Work instruction: Please restate each entry that follows word for word.

Input material:
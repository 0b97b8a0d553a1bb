/// Devices are the atomic units that can be combined together
/// into components. Their core responsibilities do not change
/// based on location, name etc.
pub mod hardware {
    /// Device interface for the AX8 web server.
    pub mod camera;
}
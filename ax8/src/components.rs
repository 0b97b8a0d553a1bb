/// Components that work with the thermal camera.
pub mod thermal {
    /// Mode, overlay, range and snapshot control of the camera.
    pub mod acquisition;
}

/// Helpful prelude when working with components.
pub mod prelude {
    pub use crate::components::thermal::acquisition::*;
    pub use crate::config::{Ax8Config, ScheduleConfig};
    pub use crate::devices::hardware::camera::{CameraSession, ResourceApi, ResourceClient};
    pub use crate::messages::control::capture::*;
}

Answer area:
repository 0b97b8a0d553a1bb
/// Devices are the atomic units that can be combined together
/// into components. Their core responsibilities do not change
/// based on location, name etc.
pub mod hardware {
    /// Device interface for the AX8 web server.
    pub mod camera;
}
filename ax8/src/components.rs
repository 0b97b8a0d553a1bb
/// Components that work with the thermal camera.
pub mod thermal {
    /// Mode, overlay, range and snapshot control of the camera.
    pub mod acquisition;
}

/// Helpful prelude when working with components.
pub mod prelude {
    pub use crate::components::thermal::acquisition::*;
    pub use crate::config::{Ax8Config, ScheduleConfig};
    pub use crate::devices::hardware::camera::{CameraSession, ResourceApi, ResourceClient};
    pub use crate::messages::control::capture::*;
}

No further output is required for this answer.